→ HOW TO COMPLETE THIS TASK: The records that follow should be copied in full, exactly as they read.

++++ EXCERPTED RECORDS

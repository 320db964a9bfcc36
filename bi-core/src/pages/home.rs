//! Dashboard: restaurant and consumer KPIs over trimmed restaurant charts.

use serde_json::Value;

use super::analytics::{assemble_charts, chart_endpoints, RestaurantCharts};
use super::{KpiTile, Tone};
use crate::endpoint::{paths, Endpoint};
use crate::fetch::{decode, fetch_all, take, Fetch, FetchError};
use crate::format::{fmt_grouped, fmt_percent, fmt_plain};
use crate::model::{Kpi, RestaurantKpis};

/// Cities shown on the average-rating line.
pub const CITY_LIMIT: usize = 15;
/// Cities shown on the price-level stack.
pub const PRICE_LIMIT: usize = 10;

#[derive(Debug, Clone, Default, PartialEq)]
pub struct HomeView {
    pub restaurant: RestaurantKpis,
    pub average_age: Kpi,
    pub budget_score: Kpi,
    pub abstemious_rate: Kpi,
    pub charts: RestaurantCharts,
}

pub fn endpoints() -> Vec<Endpoint> {
    let mut eps = vec![Endpoint::new(paths::METRICS_KPIS)];
    eps.extend(chart_endpoints());
    eps.extend([
        Endpoint::new(paths::KPI_AVERAGE_AGE),
        Endpoint::new(paths::KPI_AVERAGE_BUDGET_SCORE),
        Endpoint::new(paths::KPI_ABSTEMIOUS_RATE),
    ]);
    eps
}

pub fn assemble(values: Vec<Value>) -> Result<HomeView, FetchError> {
    let [kpis, top, by_city, prices, age, budget, abstemious] = take::<7>(values)?;
    let mut charts = assemble_charts([top, by_city, prices])?;
    charts.by_city = charts.by_city.truncated(CITY_LIMIT);
    charts.price_by_city = charts.price_by_city.truncated(PRICE_LIMIT);
    Ok(HomeView {
        restaurant: decode(kpis)?,
        average_age: decode(age)?,
        budget_score: decode(budget)?,
        abstemious_rate: decode(abstemious)?,
        charts,
    })
}

pub async fn load<F: Fetch>(fetch: &F) -> Result<HomeView, FetchError> {
    assemble(fetch_all(fetch, &endpoints()).await?)
}

/// Restaurant KPI row.
pub fn restaurant_kpis(view: Option<&HomeView>, loading: bool) -> Vec<KpiTile> {
    let k = view.map(|v| v.restaurant.clone()).unwrap_or_default();
    vec![
        KpiTile::new("Reviews", Tone::Primary, loading, || fmt_grouped(k.total_reviews)),
        KpiTile::new("Average Rating", Tone::Success, loading, || fmt_plain(k.avg_rating)),
        KpiTile::new("Restaurants", Tone::Info, loading, || fmt_grouped(k.restaurants)),
        KpiTile::new("Alcohol Clean %", Tone::Warning, loading, || fmt_percent(k.alcohol_clean_pct)),
    ]
}

/// Consumer KPI row.
pub fn consumer_kpis(view: Option<&HomeView>, loading: bool) -> Vec<KpiTile> {
    let (age, budget, abstemious) = match view {
        Some(v) => (v.average_age.value, v.budget_score.value, v.abstemious_rate.value),
        None => (None, None, None),
    };
    vec![
        KpiTile::new("Average Age", Tone::Dark, loading, || fmt_plain(age)),
        KpiTile::new("Budget Score (1–3)", Tone::Secondary, loading, || fmt_plain(budget)),
        KpiTile::new("% Abstemious", Tone::Danger, loading, || fmt_percent(abstemious)),
    ]
}

#[cfg(test)]
mod tests {
    use super::*;
    use crate::fetch::fake::StaticFetch;
    use futures::executor::block_on;
    use serde_json::json;

    fn cities(n: usize) -> Value {
        Value::Array((0..n).map(|i| json!({"City": format!("c{i}"), "Avg_Rating": 1.0})).collect())
    }

    fn fixture() -> StaticFetch {
        let price_cities: Vec<String> = (0..12).map(|i| format!("c{i}")).collect();
        StaticFetch::new()
            .ok(
                "/metrics/kpis",
                json!({"total_reviews": 1161, "avg_rating": 1.1993, "restaurants": 130, "alcohol_clean_pct": 33.8}),
            )
            .ok("/metrics/top-restaurants?n=10", json!([]))
            .ok("/metrics/by-city", cities(20))
            .ok(
                "/analytics/price-by-city",
                json!({"cities": price_cities, "prices": ["low"], "matrix": []}),
            )
            .ok("/kpi/average-age", json!({"value": 26.7, "label": "Average age"}))
            .ok("/kpi/average-budget-score", json!({"value": null}))
            .ok("/kpi/abstemious-rate", json!({"value": 27.3}))
    }

    #[test]
    fn load_issues_seven_requests_and_trims_charts() {
        let fetch = fixture();
        let view = block_on(load(&fetch)).unwrap();
        assert_eq!(fetch.seen.borrow().len(), 7);
        assert_eq!(view.charts.by_city.len(), CITY_LIMIT);
        assert_eq!(view.charts.price_by_city.len(), PRICE_LIMIT);
        assert_eq!(view.charts.price_by_city.rows[3].value("low"), 0.0);
    }

    #[test]
    fn kpi_rows_format_values() {
        let view = block_on(load(&fixture())).unwrap();
        let values: Vec<String> = restaurant_kpis(Some(&view), false).into_iter().map(|t| t.value).collect();
        assert_eq!(values, vec!["1,161", "1.1993", "130", "33.8%"]);

        let values: Vec<String> = consumer_kpis(Some(&view), false).into_iter().map(|t| t.value).collect();
        assert_eq!(values, vec!["26.7", "—", "27.3%"]);
    }

    #[test]
    fn kpi_rows_while_loading_and_after_failure() {
        assert!(restaurant_kpis(None, true).iter().all(|t| t.value == "…"));
        assert!(consumer_kpis(None, false).iter().all(|t| t.value == "—"));
    }

    #[test]
    fn a_single_failed_kpi_fails_the_page() {
        let fetch = fixture().fail("/kpi/abstemious-rate", FetchError::Timeout(15_000));
        assert_eq!(block_on(load(&fetch)), Err(FetchError::Timeout(15_000)));
    }
}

++++++++

→ SOLUTION:
repository 320db964a9bfcc36
filename bi-core/src/pages/home.rs
//! Dashboard: restaurant and consumer KPIs over trimmed restaurant charts.

use serde_json::Value;

use super::analytics::{assemble_charts, chart_endpoints, RestaurantCharts};
use super::{KpiTile, Tone};
use crate::endpoint::{paths, Endpoint};
use crate::fetch::{decode, fetch_all, take, Fetch, FetchError};
use crate::format::{fmt_grouped, fmt_percent, fmt_plain};
use crate::model::{Kpi, RestaurantKpis};

/// Cities shown on the average-rating line.
pub const CITY_LIMIT: usize = 15;
/// Cities shown on the price-level stack.
pub const PRICE_LIMIT: usize = 10;

#[derive(Debug, Clone, Default, PartialEq)]
pub struct HomeView {
    pub restaurant: RestaurantKpis,
    pub average_age: Kpi,
    pub budget_score: Kpi,
    pub abstemious_rate: Kpi,
    pub charts: RestaurantCharts,
}

pub fn endpoints() -> Vec<Endpoint> {
    let mut eps = vec![Endpoint::new(paths::METRICS_KPIS)];
    eps.extend(chart_endpoints());
    eps.extend([
        Endpoint::new(paths::KPI_AVERAGE_AGE),
        Endpoint::new(paths::KPI_AVERAGE_BUDGET_SCORE),
        Endpoint::new(paths::KPI_ABSTEMIOUS_RATE),
    ]);
    eps
}

pub fn assemble(values: Vec<Value>) -> Result<HomeView, FetchError> {
    let [kpis, top, by_city, prices, age, budget, abstemious] = take::<7>(values)?;
    let mut charts = assemble_charts([top, by_city, prices])?;
    charts.by_city = charts.by_city.truncated(CITY_LIMIT);
    charts.price_by_city = charts.price_by_city.truncated(PRICE_LIMIT);
    Ok(HomeView {
        restaurant: decode(kpis)?,
        average_age: decode(age)?,
        budget_score: decode(budget)?,
        abstemious_rate: decode(abstemious)?,
        charts,
    })
}

pub async fn load<F: Fetch>(fetch: &F) -> Result<HomeView, FetchError> {
    assemble(fetch_all(fetch, &endpoints()).await?)
}

/// Restaurant KPI row.
pub fn restaurant_kpis(view: Option<&HomeView>, loading: bool) -> Vec<KpiTile> {
    let k = view.map(|v| v.restaurant.clone()).unwrap_or_default();
    vec![
        KpiTile::new("Reviews", Tone::Primary, loading, || fmt_grouped(k.total_reviews)),
        KpiTile::new("Average Rating", Tone::Success, loading, || fmt_plain(k.avg_rating)),
        KpiTile::new("Restaurants", Tone::Info, loading, || fmt_grouped(k.restaurants)),
        KpiTile::new("Alcohol Clean %", Tone::Warning, loading, || fmt_percent(k.alcohol_clean_pct)),
    ]
}

/// Consumer KPI row.
pub fn consumer_kpis(view: Option<&HomeView>, loading: bool) -> Vec<KpiTile> {
    let (age, budget, abstemious) = match view {
        Some(v) => (v.average_age.value, v.budget_score.value, v.abstemious_rate.value),
        None => (None, None, None),
    };
    vec![
        KpiTile::new("Average Age", Tone::Dark, loading, || fmt_plain(age)),
        KpiTile::new("Budget Score (1–3)", Tone::Secondary, loading, || fmt_plain(budget)),
        KpiTile::new("% Abstemious", Tone::Danger, loading, || fmt_percent(abstemious)),
    ]
}

#[cfg(test)]
mod tests {
    use super::*;
    use crate::fetch::fake::StaticFetch;
    use futures::executor::block_on;
    use serde_json::json;

    fn cities(n: usize) -> Value {
        Value::Array((0..n).map(|i| json!({"City": format!("c{i}"), "Avg_Rating": 1.0})).collect())
    }

    fn fixture() -> StaticFetch {
        let price_cities: Vec<String> = (0..12).map(|i| format!("c{i}")).collect();
        StaticFetch::new()
            .ok(
                "/metrics/kpis",
                json!({"total_reviews": 1161, "avg_rating": 1.1993, "restaurants": 130, "alcohol_clean_pct": 33.8}),
            )
            .ok("/metrics/top-restaurants?n=10", json!([]))
            .ok("/metrics/by-city", cities(20))
            .ok(
                "/analytics/price-by-city",
                json!({"cities": price_cities, "prices": ["low"], "matrix": []}),
            )
            .ok("/kpi/average-age", json!({"value": 26.7, "label": "Average age"}))
            .ok("/kpi/average-budget-score", json!({"value": null}))
            .ok("/kpi/abstemious-rate", json!({"value": 27.3}))
    }

    #[test]
    fn load_issues_seven_requests_and_trims_charts() {
        let fetch = fixture();
        let view = block_on(load(&fetch)).unwrap();
        assert_eq!(fetch.seen.borrow().len(), 7);
        assert_eq!(view.charts.by_city.len(), CITY_LIMIT);
        assert_eq!(view.charts.price_by_city.len(), PRICE_LIMIT);
        assert_eq!(view.charts.price_by_city.rows[3].value("low"), 0.0);
    }

    #[test]
    fn kpi_rows_format_values() {
        let view = block_on(load(&fixture())).unwrap();
        let values: Vec<String> = restaurant_kpis(Some(&view), false).into_iter().map(|t| t.value).collect();
        assert_eq!(values, vec!["1,161", "1.1993", "130", "33.8%"]);

        let values: Vec<String> = consumer_kpis(Some(&view), false).into_iter().map(|t| t.value).collect();
        assert_eq!(values, vec!["26.7", "—", "27.3%"]);
    }

    #[test]
    fn kpi_rows_while_loading_and_after_failure() {
        assert!(restaurant_kpis(None, true).iter().all(|t| t.value == "…"));
        assert!(consumer_kpis(None, false).iter().all(|t| t.value == "—"));
    }

    #[test]
    fn a_single_failed_kpi_fails_the_page() {
        let fetch = fixture().fail("/kpi/abstemious-rate", FetchError::Timeout(15_000));
        assert_eq!(block_on(load(&fetch)), Err(FetchError::Timeout(15_000)));
    }
}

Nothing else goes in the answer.